Comme promis Fleur revient ce lundi avec, dans son grand panier d’osier, une très belle bouteille bien sûr, mais surtout un de mes premiers souvenirs d’enfant celui de l’amande que je croquais après avoir sucé la fine couche de sucre qui l’enveloppait pour en faire une dragée. Elles étaient roses ou bleues, fille ou garçon, pour les baptêmes, blanches pour les mariages. Aujourd’hui Fleur a mis le cap plein Sud pour nous conduire aux portes des Cévennes.
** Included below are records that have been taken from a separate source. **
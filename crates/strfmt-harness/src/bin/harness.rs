//! CLI entrypoint for the strfmt fixture harness.

use std::path::{Path, PathBuf};
use std::process::ExitCode;
use std::time::Instant;

use clap::{Parser, Subcommand};
use strfmt_core::{FormatArg, format_string_in, measure};
use strfmt_harness::config::{LOG_ENV, MAX_ALLOC_ENV};
use strfmt_harness::fixtures::collect_fixture_paths;
use strfmt_harness::structured_log::{
    ArtifactIndex, LogEmitter, LogEntry, LogLevel, Outcome, StreamKind, now_utc,
    validate_log_file,
};
use strfmt_harness::{
    ConformanceReport, FixtureArg, FixtureSet, HarnessConfig, HarnessError, TestRunner,
    VerificationSummary,
};

/// Fixture tooling for strfmt.
#[derive(Debug, Parser)]
#[command(name = "strfmt-harness")]
#[command(about = "Fixture verification harness for strfmt")]
struct Cli {
    #[command(subcommand)]
    command: Command,
}

#[derive(Debug, Subcommand)]
enum Command {
    /// Format a template once and print the result and its measured length.
    Render {
        /// printf-style template.
        #[arg(long)]
        template: String,
        /// Argument as `<int|uint|float|char|str|ptr>:<value>`; repeatable.
        #[arg(long = "arg")]
        args: Vec<String>,
        /// Refuse outputs needing more than this many bytes (`64k`, `1m`).
        #[arg(long, env = MAX_ALLOC_ENV)]
        max_alloc: Option<String>,
    },
    /// Verify the formatter against fixture files.
    Verify {
        /// Fixture JSON file or a directory of them.
        #[arg(long)]
        fixture: PathBuf,
        /// Output report path (markdown).
        #[arg(long)]
        report: Option<PathBuf>,
        /// Structured JSONL log path.
        #[arg(long, env = LOG_ENV)]
        log: Option<PathBuf>,
    },
    /// Validate a structured JSONL log file.
    ValidateLog {
        #[arg(long, env = LOG_ENV)]
        log: PathBuf,
    },
}

fn main() -> ExitCode {
    let cli = Cli::parse();
    let result = match cli.command {
        Command::Render {
            template,
            args,
            max_alloc,
        } => render(&template, &args, max_alloc.as_deref()),
        Command::Verify {
            fixture,
            report,
            log,
        } => verify(&fixture, report.as_deref(), log),
        Command::ValidateLog { log } => validate_log(&log),
    };
    match result {
        Ok(true) => ExitCode::SUCCESS,
        Ok(false) => ExitCode::FAILURE,
        Err(err) => {
            eprintln!("error: {err}");
            ExitCode::from(2)
        }
    }
}

fn render(
    template: &str,
    raw_args: &[String],
    max_alloc: Option<&str>,
) -> Result<bool, HarnessError> {
    let config = HarnessConfig::new(None, max_alloc)?;
    let parsed = raw_args
        .iter()
        .map(|raw| FixtureArg::parse_cli(raw))
        .collect::<Result<Vec<_>, _>>()?;
    let args: Vec<FormatArg<'_>> = parsed.iter().map(FixtureArg::as_format_arg).collect();

    let measured = measure(template, &args);
    let out = format_string_in(&config.allocator(), template, &args)?;
    println!("{out}");
    eprintln!("measured_len={measured}");
    Ok(true)
}

fn verify(
    fixture: &Path,
    report: Option<&Path>,
    log: Option<PathBuf>,
) -> Result<bool, HarnessError> {
    let config = HarnessConfig::new(log, None)?;
    eprintln!("Verifying against fixtures in {}", fixture.display());

    let mut fixture_sets = Vec::new();
    for path in collect_fixture_paths(fixture)? {
        match FixtureSet::from_file(&path) {
            Ok(set) => fixture_sets.push(set),
            Err(err) => eprintln!("Skipping {}: {err}", path.display()),
        }
    }
    if fixture_sets.is_empty() {
        return Err(HarnessError::NoFixtures(fixture.to_path_buf()));
    }

    let runner = TestRunner::new("fixture-verify");
    let run_id = format!("run-{}", std::process::id());
    let log_err = |e| HarnessError::io(config.log_path.clone().unwrap_or_default(), e);
    let mut emitter = match &config.log_path {
        Some(path) => Some(LogEmitter::to_file(path, &runner.campaign, &run_id).map_err(log_err)?),
        None => None,
    };

    let mut results = Vec::new();
    for set in &fixture_sets {
        for case in &set.cases {
            let started = Instant::now();
            let result = runner.run_case(case);
            let elapsed = u64::try_from(started.elapsed().as_nanos()).unwrap_or(u64::MAX);
            if let Some(emitter) = emitter.as_mut() {
                let (level, outcome) = if result.passed {
                    (LogLevel::Info, Outcome::Pass)
                } else {
                    (LogLevel::Error, Outcome::Fail)
                };
                let entry = LogEntry::new("", level, "case_result")
                    .with_stream(StreamKind::Conformance)
                    .with_case(&set.family, &case.name)
                    .with_template(&case.template)
                    .with_outcome(outcome)
                    .with_measured_len(result.measured_len)
                    .with_latency_ns(elapsed);
                emitter.emit_entry(entry).map_err(log_err)?;
            }
            results.push(result);
        }
    }

    let summary = VerificationSummary::from_results(results);
    for r in summary.failures() {
        eprintln!("FAIL {}", r.case_name);
        if let Some(diff) = &r.diff {
            eprintln!("{diff}");
        }
    }
    eprintln!(
        "Verification complete: total={}, passed={}, failed={}",
        summary.total, summary.passed, summary.failed
    );
    let all_passed = summary.all_passed();

    if let Some(report_path) = report {
        let report = ConformanceReport {
            title: String::from("strfmt Conformance Report"),
            families: fixture_sets.iter().map(|s| s.family.clone()).collect(),
            timestamp: now_utc(),
            summary,
        };
        std::fs::write(report_path, report.to_markdown())
            .map_err(|e| HarnessError::io(report_path, e))?;

        let mut index = ArtifactIndex::new(&run_id);
        index.add_file(report_path, "report")?;
        let index_path = report_path.with_extension("index.json");
        let index_json = index.to_json().map_err(|source| HarnessError::Json {
            path: index_path.clone(),
            source,
        })?;
        std::fs::write(&index_path, index_json).map_err(|e| HarnessError::io(&index_path, e))?;

        if let Some(emitter) = emitter.as_mut() {
            let entry = LogEntry::new("", LogLevel::Info, "report_written").with_artifacts(vec![
                report_path.display().to_string(),
                index_path.display().to_string(),
            ]);
            emitter.emit_entry(entry).map_err(log_err)?;
        }
        eprintln!("Report written to {}", report_path.display());
    }

    if let Some(emitter) = emitter.as_mut() {
        emitter.flush().map_err(log_err)?;
    }
    Ok(all_passed)
}

fn validate_log(log: &Path) -> Result<bool, HarnessError> {
    let (lines, errors) = validate_log_file(log)?;
    for err in &errors {
        eprintln!("{err}");
    }
    eprintln!(
        "Validated {} line(s) in {}: {} error(s)",
        lines,
        log.display(),
        errors.len()
    );
    Ok(errors.is_empty())
}
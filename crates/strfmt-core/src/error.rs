//! Error type for allocating formatters.

use thiserror::Error;

/// Failure modes of [`format_string`](crate::format_string).
///
/// Allocation is the only way formatting can fail. Malformed templates and
/// mismatched arguments still produce output (see the crate docs for the
/// exact rules).
#[derive(Debug, Clone, PartialEq, Eq, Error)]
pub enum FormatError {
    /// The allocator could not provide the output buffer.
    #[error("failed to allocate {requested} bytes for formatted output")]
    AllocationFailure {
        /// Bytes requested, including the NUL terminator.
        requested: usize,
    },
}

impl FormatError {
    /// Bytes the failed allocation asked for.
    #[must_use]
    pub const fn requested(&self) -> usize {
        match self {
            Self::AllocationFailure { requested } => *requested,
        }
    }
}
#![cfg_attr(feature = "c-variadic", feature(c_variadic))]
// Pointer contracts for the extern "C" exports are stated in their item docs.
#![allow(clippy::missing_safety_doc)]
//! # strfmt-abi
//!
//! extern "C" boundary for strfmt.
//!
//! Produces a `cdylib` exposing the allocating formatter to C callers. The
//! returned buffers come from `malloc` and are released with `free`.
//!
//! # Architecture
//!
//! ```text
//! C caller -> ABI entry (this crate) -> argument decode -> strfmt-core -> malloc'd result
//! ```
//!
//! Arguments arrive either as a `va_list` (feature `c-variadic`, nightly) or
//! as an array of raw 64-bit registers. Either way they are decoded once into
//! a [`strfmt_core::FormatArg`] slice which the measuring and rendering passes
//! both read.

pub mod string_fmt_abi;

pub use string_fmt_abi::{strfmt_format_raw, strfmt_snprintf};

#[cfg(feature = "c-variadic")]
pub use string_fmt_abi::string_fmt;
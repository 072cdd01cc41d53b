//! Output selection for the report.
//!
//! `--format json` emits the machine-readable report to stdout; the default
//! text format reproduces the classic enumeration output. `--verbose` adds
//! per-device memory topology to the text form.

use std::fmt;
use std::io::Write;
use std::str::FromStr;

use vkscope_report::{render, render_verbose, Report};

/// Output format for the report.
#[derive(Debug, Clone, Copy, PartialEq, Eq, Default)]
pub enum OutputFormat {
    /// Human-readable text (default).
    #[default]
    Text,
    /// Machine-readable JSON.
    Json,
}

impl FromStr for OutputFormat {
    type Err = String;
    fn from_str(s: &str) -> Result<Self, Self::Err> {
        match s.to_ascii_lowercase().as_str() {
            "text" => Ok(Self::Text),
            "json" => Ok(Self::Json),
            other => Err(format!("unknown format '{other}'. Expected one of: text, json")),
        }
    }
}

impl fmt::Display for OutputFormat {
    fn fmt(&self, f: &mut fmt::Formatter<'_>) -> fmt::Result {
        match self {
            Self::Text => write!(f, "text"),
            Self::Json => write!(f, "json"),
        }
    }
}

/// Emit the report to stdout in the selected format.
pub fn emit_report(report: &Report, format: OutputFormat, verbose: bool) -> anyhow::Result<()> {
    let mut stdout = std::io::stdout().lock();
    match format {
        OutputFormat::Json => {
            let json = serde_json::to_string_pretty(report)?;
            writeln!(stdout, "{json}")?;
        }
        OutputFormat::Text => {
            let text = if verbose { render_verbose(report) } else { render(report) };
            write!(stdout, "{text}")?;
        }
    }
    Ok(())
}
« C’est beau, les amandiers sont en fleurs ! », m’a répondu Jean ce matin au marché, alors que je venais aux nouvelles.
Jean Hager, c’est un spécimen rare, aussi passionné que têtu, bien décidé à ne pas laisser l’invasion californienne effacer de la carte les amandes du Mont Bouquet link La France importe 90% des amandes consommées, et Charlemagne, qui déclarait que chaque maison devrait avoir son amandier, doit se retourner dans sa tombe. ..
Mais la bataille, loin d’être gagnée, continue chez ces irréductibles au pied du Mont Bouquet dans le Gard, qui cultivent en famille amandes et olives, et les transforment en merveilles de finesse et de gourmandise.
Notamment, une petite bouteille que l’on dirait d’or liquide, qui en effet loge un trésor : une huile d’amandes grillées, pressée à l’ancienne, non raffinée.
A la fois douce, puissante, délicate complexité aromatique et longueur en bouche interminable, c’est une petite potion magique, comme une dimension nouvelle pour toutes les crudités, les poissons et viandes blanches, mais aussi et surtout pour les desserts.
Alain Passard, qui est venu avec moi rencontrer Jean, en a fait l’essai sur sa fameuse tarte aux pommes« bouton de rose » : un grand moment !
Vous l’aurez compris, je suis vraiment dingue d’amandes, aussi – une fois n’est pas coutume –, je me suis laissée gouverner par ma gourmandise : j’ai glissé dans mon panier, avec ma bouteille dorée, une galette de pâte d’amandes « complète » : amandes entières (non émondées) et sucre de canne. Un autre petit bijou !
Avec ces douceurs d’amandes, une résonance bourguignonne : l’ami Jacques m’avait convié il y a peu à une dégustation (la contre étiquette) où nous avions rencontré et dégusté les jolis vins de Fanny Sabre.
Un meursault sous-la-Velle, qui murmure au nez une poésie printanière de lilas, jasmin, acacias, agrumes…et amandes bien sûr ! La bouche est à la hauteur de la première promesse ; distinction et sensualité.